| MATERIAL SHOWN |

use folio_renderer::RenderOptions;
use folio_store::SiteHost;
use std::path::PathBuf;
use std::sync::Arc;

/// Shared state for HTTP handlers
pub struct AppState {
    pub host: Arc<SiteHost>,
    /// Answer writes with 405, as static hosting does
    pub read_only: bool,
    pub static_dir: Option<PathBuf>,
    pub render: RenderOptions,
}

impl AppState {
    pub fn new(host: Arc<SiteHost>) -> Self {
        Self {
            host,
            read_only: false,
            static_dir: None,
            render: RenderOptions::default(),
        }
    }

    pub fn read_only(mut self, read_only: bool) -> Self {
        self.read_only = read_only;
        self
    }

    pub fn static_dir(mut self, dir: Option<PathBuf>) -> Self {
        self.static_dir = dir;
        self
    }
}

---

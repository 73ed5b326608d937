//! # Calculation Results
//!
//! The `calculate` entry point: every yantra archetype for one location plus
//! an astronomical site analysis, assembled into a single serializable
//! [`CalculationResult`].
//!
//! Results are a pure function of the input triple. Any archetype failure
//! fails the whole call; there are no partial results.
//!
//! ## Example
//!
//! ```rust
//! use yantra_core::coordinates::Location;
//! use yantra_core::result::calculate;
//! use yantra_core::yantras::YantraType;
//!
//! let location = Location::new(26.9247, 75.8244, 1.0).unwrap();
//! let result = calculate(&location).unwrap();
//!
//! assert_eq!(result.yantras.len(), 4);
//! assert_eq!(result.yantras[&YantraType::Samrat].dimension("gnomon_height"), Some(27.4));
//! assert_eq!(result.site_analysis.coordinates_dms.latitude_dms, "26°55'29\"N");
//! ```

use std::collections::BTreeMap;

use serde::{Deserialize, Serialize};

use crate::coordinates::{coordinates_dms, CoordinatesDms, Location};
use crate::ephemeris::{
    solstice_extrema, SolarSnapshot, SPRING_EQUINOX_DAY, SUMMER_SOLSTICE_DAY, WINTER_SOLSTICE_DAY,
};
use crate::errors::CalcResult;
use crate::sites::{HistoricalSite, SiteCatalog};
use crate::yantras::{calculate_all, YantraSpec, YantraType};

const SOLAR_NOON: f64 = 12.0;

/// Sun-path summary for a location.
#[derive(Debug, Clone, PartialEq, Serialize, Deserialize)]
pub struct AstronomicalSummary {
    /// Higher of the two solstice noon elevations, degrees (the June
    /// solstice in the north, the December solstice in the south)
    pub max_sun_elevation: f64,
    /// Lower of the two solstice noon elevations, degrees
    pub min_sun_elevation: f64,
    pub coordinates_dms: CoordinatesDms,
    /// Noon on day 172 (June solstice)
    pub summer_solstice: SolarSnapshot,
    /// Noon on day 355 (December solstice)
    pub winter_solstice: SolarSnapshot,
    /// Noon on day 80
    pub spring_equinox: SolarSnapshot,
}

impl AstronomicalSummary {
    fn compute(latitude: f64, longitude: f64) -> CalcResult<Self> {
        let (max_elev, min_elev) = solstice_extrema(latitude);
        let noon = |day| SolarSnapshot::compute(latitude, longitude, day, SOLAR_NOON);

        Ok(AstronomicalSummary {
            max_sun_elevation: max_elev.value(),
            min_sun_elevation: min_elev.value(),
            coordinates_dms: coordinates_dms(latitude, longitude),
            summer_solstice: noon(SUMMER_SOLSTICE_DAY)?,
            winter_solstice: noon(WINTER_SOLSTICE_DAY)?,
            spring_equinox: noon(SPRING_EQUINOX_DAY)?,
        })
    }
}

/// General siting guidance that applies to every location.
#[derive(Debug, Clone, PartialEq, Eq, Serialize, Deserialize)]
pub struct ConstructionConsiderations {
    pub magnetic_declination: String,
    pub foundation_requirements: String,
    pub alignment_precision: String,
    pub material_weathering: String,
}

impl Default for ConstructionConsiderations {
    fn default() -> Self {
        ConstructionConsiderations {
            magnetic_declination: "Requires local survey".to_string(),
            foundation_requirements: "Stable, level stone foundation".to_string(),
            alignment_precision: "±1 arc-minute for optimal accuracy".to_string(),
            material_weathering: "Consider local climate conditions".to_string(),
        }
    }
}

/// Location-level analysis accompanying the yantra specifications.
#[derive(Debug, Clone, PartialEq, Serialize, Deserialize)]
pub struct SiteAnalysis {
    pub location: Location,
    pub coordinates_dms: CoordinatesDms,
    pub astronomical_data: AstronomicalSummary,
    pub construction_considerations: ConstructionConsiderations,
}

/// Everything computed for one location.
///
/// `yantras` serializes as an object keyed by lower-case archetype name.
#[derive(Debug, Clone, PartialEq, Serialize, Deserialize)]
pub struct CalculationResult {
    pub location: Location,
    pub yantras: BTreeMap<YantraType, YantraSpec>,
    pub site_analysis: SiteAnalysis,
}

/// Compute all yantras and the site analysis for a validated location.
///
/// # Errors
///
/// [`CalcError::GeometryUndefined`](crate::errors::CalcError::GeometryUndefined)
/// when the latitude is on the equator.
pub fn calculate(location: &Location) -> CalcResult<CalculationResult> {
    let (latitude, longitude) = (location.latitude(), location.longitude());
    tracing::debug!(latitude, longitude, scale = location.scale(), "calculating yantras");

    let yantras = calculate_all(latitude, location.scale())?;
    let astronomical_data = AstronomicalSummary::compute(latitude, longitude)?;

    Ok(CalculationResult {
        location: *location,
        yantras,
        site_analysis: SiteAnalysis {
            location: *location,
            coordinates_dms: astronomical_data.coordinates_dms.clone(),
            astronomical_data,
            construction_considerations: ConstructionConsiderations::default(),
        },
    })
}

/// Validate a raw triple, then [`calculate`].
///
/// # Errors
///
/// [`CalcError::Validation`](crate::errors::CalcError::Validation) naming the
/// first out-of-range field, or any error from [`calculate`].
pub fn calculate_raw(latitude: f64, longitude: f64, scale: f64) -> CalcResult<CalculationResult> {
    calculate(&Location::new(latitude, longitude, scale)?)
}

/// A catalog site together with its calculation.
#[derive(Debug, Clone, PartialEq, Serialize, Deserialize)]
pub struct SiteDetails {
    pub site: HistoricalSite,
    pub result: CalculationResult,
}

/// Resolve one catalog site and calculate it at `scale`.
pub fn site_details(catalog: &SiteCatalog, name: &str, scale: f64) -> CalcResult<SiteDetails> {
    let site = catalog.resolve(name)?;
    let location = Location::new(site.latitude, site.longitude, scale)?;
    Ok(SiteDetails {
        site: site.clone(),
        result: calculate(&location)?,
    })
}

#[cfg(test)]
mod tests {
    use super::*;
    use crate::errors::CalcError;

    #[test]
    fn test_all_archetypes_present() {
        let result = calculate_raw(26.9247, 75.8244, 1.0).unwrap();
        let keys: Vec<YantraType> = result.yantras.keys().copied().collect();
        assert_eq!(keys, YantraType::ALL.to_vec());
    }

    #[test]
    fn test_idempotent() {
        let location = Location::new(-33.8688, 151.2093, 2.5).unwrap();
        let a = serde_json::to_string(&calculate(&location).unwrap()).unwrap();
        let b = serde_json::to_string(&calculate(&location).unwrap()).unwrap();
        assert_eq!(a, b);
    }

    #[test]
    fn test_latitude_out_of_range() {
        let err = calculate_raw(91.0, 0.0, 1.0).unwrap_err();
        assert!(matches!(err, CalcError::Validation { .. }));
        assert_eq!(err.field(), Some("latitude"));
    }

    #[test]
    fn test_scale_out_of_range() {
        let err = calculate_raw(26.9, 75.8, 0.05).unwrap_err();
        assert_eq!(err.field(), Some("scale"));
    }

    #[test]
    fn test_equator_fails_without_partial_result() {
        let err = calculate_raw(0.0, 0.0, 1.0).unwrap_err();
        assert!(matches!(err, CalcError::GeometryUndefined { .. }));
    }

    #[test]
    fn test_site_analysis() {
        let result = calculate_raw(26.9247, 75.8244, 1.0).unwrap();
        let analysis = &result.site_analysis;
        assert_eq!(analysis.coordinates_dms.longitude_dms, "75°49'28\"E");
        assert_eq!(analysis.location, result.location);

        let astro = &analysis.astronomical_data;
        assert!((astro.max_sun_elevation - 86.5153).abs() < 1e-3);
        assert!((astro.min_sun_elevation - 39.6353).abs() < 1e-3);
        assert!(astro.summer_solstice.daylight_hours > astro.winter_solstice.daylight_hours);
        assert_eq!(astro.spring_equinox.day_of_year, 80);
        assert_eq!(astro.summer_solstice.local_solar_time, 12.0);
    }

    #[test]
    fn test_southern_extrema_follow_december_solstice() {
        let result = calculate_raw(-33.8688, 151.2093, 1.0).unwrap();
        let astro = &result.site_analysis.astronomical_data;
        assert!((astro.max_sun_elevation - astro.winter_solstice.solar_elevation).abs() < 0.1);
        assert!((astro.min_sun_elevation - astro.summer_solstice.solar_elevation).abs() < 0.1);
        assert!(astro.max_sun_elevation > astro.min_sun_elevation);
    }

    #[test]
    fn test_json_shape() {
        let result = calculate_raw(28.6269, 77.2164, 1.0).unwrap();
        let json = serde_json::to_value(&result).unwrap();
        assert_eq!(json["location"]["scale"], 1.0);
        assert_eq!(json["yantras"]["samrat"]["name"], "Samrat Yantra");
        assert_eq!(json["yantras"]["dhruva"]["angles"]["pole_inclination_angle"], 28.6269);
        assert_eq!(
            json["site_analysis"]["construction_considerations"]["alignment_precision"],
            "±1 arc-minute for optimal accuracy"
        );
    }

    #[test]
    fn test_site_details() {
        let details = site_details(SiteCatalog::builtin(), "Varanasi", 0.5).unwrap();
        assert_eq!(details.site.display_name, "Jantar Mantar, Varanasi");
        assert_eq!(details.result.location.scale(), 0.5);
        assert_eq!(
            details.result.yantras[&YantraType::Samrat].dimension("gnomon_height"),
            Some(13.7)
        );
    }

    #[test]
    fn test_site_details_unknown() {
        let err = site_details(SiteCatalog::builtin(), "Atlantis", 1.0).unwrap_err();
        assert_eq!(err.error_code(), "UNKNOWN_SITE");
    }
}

--

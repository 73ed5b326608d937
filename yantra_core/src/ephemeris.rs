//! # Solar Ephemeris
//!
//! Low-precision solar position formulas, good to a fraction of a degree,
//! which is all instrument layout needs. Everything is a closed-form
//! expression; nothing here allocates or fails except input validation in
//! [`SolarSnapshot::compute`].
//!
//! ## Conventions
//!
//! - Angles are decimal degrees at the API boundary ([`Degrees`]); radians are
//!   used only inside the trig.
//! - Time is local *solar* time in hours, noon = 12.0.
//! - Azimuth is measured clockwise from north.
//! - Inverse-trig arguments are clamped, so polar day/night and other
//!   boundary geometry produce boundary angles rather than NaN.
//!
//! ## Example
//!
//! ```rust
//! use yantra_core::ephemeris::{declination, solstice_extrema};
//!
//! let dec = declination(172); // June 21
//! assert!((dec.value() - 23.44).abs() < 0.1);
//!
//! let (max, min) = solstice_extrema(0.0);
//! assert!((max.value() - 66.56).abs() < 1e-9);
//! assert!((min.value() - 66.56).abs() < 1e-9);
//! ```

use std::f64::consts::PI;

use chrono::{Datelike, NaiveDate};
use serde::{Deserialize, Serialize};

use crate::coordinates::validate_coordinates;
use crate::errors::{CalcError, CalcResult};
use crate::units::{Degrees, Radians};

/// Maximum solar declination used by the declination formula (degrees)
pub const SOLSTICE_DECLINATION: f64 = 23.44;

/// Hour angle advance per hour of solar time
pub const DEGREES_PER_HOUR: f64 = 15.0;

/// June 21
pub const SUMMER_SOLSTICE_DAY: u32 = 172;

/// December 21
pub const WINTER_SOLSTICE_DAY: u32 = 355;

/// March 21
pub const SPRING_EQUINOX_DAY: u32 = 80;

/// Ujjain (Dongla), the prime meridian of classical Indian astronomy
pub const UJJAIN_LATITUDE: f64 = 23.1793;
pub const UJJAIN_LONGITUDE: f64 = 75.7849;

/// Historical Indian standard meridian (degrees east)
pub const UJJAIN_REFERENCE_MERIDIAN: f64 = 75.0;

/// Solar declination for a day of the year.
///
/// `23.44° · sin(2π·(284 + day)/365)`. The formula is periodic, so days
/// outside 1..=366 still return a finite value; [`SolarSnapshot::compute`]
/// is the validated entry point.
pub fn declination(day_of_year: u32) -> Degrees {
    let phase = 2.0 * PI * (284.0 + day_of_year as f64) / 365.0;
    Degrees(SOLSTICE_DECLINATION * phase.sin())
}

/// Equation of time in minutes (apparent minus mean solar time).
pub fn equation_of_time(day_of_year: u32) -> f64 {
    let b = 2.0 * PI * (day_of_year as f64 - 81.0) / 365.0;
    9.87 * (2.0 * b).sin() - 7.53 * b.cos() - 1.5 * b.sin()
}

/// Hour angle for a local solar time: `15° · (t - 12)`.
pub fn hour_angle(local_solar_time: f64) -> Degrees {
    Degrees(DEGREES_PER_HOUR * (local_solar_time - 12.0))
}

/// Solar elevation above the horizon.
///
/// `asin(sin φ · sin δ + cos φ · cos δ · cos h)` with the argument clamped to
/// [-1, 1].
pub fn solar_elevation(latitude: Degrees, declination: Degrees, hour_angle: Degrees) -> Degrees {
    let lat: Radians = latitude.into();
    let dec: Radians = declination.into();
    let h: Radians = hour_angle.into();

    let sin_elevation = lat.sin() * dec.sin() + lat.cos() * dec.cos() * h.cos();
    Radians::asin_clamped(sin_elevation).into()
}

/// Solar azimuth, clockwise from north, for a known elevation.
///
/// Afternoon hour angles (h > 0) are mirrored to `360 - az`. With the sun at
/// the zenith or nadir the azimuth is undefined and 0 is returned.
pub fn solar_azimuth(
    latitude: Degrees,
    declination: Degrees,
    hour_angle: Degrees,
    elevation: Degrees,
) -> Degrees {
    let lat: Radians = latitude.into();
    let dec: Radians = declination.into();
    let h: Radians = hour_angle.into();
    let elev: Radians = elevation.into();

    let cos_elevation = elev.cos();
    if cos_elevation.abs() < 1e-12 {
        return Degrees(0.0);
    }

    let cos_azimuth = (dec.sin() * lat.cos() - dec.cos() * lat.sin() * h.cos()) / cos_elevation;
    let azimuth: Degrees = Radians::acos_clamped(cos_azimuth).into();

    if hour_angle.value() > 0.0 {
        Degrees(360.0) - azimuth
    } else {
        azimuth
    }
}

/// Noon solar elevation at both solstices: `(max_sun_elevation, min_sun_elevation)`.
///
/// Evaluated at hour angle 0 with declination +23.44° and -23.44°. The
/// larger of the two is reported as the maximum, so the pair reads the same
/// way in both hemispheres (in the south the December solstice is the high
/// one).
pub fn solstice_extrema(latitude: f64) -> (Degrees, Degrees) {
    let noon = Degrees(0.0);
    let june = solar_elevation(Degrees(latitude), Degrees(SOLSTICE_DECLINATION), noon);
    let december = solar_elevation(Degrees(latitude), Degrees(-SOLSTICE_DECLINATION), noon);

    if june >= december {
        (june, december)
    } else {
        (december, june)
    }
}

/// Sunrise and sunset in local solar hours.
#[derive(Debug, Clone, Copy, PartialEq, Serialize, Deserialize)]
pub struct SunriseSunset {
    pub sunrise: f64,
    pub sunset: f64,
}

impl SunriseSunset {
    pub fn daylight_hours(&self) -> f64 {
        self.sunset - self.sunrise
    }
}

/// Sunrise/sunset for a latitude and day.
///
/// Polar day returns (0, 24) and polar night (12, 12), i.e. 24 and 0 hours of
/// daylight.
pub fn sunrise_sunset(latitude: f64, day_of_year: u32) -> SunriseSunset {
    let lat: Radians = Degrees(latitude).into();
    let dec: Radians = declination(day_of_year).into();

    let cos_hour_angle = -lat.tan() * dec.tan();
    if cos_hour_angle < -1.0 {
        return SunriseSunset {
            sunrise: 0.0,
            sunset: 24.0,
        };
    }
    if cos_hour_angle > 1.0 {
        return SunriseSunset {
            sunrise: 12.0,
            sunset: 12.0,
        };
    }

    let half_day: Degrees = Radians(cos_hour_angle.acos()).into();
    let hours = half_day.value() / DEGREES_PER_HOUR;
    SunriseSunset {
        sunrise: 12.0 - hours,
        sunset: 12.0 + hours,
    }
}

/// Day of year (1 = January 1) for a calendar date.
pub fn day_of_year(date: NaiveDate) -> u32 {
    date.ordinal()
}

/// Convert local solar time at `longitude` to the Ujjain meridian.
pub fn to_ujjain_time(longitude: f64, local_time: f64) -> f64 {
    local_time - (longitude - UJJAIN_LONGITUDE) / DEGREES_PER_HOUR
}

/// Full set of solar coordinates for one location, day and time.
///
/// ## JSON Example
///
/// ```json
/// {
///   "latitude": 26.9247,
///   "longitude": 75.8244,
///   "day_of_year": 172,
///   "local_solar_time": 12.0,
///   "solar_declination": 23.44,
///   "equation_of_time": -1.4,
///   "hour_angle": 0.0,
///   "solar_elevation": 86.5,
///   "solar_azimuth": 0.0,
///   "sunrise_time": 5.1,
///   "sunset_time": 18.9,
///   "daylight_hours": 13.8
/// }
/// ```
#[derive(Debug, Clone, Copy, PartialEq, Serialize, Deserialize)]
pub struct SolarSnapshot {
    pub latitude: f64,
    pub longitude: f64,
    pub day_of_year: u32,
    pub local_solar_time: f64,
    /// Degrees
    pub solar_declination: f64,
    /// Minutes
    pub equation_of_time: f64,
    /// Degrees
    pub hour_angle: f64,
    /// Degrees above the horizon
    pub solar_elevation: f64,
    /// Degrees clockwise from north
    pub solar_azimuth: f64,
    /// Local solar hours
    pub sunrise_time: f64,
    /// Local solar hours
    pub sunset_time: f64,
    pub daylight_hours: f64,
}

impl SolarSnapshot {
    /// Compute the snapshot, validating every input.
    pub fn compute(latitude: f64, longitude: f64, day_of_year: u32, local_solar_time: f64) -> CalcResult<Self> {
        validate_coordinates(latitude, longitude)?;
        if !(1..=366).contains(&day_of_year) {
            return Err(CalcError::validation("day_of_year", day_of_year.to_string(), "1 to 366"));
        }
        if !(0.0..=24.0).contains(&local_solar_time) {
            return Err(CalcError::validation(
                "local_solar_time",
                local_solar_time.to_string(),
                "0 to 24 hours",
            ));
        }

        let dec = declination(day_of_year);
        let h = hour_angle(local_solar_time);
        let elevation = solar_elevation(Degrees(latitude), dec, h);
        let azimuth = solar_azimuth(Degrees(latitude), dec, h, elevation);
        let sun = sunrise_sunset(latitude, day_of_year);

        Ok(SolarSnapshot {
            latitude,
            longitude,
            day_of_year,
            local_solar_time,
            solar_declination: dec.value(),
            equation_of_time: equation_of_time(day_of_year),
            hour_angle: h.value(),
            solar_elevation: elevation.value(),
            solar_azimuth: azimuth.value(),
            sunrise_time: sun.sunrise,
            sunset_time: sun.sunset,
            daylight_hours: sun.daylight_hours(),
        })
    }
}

| WHAT THIS TASK INVOLVES |
Look through the material and find each line that includes "SiteDetails", then copy it.

| SOLUTION FOR THIS PROBLEM |
pub struct SiteDetails {
pub fn site_details(catalog: &SiteCatalog, name: &str, scale: f64) -> CalcResult<SiteDetails> {
    Ok(SiteDetails {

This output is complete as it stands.